[Collected data entries]
☆ ☆ ☆

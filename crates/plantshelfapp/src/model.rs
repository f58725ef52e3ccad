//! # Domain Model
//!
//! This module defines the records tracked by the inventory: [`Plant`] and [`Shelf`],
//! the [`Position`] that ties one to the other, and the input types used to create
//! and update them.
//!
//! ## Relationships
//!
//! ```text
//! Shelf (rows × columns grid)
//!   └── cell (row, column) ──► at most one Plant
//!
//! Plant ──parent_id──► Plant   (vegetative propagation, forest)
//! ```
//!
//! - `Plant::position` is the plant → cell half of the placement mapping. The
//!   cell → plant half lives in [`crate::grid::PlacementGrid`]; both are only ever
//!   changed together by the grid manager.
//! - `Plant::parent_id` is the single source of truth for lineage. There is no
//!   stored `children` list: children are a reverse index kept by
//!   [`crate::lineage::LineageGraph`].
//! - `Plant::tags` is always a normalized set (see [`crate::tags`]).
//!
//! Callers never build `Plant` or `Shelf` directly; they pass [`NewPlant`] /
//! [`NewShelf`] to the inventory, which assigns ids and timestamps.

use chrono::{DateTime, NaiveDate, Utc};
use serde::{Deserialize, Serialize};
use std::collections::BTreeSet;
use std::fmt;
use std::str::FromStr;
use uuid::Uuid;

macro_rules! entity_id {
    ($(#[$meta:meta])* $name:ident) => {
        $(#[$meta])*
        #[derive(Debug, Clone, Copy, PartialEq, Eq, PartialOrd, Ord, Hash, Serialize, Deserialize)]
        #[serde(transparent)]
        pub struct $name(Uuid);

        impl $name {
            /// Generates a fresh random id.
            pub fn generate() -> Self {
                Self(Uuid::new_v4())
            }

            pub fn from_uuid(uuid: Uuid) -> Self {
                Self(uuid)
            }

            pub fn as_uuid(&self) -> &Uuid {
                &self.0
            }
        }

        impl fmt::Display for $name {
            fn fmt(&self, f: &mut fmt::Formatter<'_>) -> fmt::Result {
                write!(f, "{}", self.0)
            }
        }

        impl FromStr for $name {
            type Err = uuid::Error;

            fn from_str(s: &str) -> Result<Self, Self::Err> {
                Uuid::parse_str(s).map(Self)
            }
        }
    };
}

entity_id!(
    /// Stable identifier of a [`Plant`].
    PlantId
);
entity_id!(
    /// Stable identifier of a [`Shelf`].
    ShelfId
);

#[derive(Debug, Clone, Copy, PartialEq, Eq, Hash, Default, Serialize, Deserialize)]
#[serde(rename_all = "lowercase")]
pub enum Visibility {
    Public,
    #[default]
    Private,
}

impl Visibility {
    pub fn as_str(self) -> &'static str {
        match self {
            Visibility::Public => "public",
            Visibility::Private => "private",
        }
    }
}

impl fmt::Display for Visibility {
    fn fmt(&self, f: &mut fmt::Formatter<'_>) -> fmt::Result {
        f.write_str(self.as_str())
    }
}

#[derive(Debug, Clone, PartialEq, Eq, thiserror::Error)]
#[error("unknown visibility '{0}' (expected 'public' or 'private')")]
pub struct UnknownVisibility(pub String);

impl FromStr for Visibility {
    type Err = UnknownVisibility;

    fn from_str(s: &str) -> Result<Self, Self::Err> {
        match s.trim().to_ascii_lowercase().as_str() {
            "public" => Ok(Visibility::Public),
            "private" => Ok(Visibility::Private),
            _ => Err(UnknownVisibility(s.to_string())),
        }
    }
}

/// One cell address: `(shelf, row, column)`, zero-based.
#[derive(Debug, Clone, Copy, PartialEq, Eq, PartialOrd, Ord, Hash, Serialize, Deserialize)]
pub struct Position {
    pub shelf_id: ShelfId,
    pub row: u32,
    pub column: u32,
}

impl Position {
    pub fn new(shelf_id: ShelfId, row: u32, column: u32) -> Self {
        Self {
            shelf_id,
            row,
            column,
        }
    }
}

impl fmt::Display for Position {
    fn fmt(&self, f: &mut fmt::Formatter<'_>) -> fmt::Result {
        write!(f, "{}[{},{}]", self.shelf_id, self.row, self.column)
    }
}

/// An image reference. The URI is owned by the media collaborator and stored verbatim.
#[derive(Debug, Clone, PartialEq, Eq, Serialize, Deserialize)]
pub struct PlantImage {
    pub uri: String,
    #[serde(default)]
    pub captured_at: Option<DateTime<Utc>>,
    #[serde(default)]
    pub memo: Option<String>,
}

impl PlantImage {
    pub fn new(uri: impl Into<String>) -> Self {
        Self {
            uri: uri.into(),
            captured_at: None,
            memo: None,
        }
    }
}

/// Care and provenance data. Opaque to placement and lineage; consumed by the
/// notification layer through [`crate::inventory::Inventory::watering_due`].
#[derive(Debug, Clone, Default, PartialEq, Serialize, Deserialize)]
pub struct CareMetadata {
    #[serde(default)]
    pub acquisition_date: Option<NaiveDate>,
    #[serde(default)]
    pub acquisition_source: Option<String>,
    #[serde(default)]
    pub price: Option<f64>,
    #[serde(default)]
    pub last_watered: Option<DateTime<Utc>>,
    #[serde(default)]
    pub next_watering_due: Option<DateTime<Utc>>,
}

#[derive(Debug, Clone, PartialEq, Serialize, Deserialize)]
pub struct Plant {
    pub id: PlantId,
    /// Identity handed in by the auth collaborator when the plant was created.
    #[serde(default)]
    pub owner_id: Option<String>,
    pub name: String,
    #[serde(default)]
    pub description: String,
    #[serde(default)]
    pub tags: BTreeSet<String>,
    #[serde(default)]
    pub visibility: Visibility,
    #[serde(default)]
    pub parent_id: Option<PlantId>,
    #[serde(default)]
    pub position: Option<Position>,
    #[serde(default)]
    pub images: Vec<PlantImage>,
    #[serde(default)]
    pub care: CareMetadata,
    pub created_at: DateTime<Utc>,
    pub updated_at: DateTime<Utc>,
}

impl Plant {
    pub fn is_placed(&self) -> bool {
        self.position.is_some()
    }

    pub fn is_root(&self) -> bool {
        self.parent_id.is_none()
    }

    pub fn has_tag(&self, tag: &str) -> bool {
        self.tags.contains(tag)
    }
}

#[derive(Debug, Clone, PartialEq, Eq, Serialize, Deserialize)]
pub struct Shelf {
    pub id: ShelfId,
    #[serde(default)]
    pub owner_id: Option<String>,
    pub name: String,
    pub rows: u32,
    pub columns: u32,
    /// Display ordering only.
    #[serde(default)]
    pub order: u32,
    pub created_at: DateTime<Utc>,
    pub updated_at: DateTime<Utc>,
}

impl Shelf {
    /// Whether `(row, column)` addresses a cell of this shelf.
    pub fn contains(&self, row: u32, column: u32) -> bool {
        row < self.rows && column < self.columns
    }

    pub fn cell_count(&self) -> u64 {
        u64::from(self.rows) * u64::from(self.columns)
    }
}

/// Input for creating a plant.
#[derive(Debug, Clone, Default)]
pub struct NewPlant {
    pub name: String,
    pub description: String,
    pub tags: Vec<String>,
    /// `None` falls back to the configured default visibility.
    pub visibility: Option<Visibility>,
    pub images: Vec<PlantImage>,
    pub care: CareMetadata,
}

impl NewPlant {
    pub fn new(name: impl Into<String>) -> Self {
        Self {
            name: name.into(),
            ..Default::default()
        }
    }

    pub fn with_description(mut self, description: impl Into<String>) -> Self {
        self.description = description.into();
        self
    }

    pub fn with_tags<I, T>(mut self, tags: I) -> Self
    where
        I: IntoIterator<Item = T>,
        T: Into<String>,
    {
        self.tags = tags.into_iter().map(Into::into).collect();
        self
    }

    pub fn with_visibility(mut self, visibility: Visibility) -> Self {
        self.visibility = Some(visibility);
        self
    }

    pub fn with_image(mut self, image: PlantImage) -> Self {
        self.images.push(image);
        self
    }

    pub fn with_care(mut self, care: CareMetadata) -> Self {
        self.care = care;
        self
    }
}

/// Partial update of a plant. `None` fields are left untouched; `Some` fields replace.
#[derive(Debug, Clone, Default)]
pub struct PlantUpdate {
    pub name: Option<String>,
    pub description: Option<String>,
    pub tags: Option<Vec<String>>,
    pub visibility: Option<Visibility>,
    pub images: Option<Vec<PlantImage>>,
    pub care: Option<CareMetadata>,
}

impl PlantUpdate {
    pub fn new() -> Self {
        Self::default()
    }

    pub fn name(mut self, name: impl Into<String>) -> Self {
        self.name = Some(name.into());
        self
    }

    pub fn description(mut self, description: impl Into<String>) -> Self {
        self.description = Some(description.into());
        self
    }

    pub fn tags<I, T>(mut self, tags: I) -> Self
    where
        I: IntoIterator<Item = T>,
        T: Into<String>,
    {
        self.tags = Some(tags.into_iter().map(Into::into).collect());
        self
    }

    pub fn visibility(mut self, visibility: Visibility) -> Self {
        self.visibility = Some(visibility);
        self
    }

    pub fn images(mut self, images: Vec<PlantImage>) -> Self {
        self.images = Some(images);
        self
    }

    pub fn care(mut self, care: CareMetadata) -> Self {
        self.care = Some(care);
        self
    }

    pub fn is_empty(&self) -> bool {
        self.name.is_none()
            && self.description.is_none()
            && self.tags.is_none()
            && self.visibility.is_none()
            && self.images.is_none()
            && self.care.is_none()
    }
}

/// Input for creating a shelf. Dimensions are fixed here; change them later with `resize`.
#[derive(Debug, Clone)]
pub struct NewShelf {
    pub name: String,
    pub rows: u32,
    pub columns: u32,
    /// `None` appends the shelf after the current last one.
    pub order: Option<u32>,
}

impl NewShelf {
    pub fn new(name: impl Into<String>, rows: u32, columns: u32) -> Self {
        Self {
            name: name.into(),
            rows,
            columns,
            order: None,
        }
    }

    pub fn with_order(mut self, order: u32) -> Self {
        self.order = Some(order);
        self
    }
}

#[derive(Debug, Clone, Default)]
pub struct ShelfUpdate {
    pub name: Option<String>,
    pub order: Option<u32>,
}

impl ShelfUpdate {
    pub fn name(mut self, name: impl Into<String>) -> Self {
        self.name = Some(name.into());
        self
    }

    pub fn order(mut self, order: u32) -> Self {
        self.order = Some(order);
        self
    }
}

☆ ☆ ☆

After locating the line holding "self.description = description.into();" above, output exactly that line and every line after it through the line holding "self.care = care;". Include nothing else.

-- Solution for this problem --
        self.description = description.into();
        self
    }

    pub fn with_tags<I, T>(mut self, tags: I) -> Self
    where
        I: IntoIterator<Item = T>,
        T: Into<String>,
    {
        self.tags = tags.into_iter().map(Into::into).collect();
        self
    }

    pub fn with_visibility(mut self, visibility: Visibility) -> Self {
        self.visibility = Some(visibility);
        self
    }

    pub fn with_image(mut self, image: PlantImage) -> Self {
        self.images.push(image);
        self
    }

    pub fn with_care(mut self, care: CareMetadata) -> Self {
        self.care = care;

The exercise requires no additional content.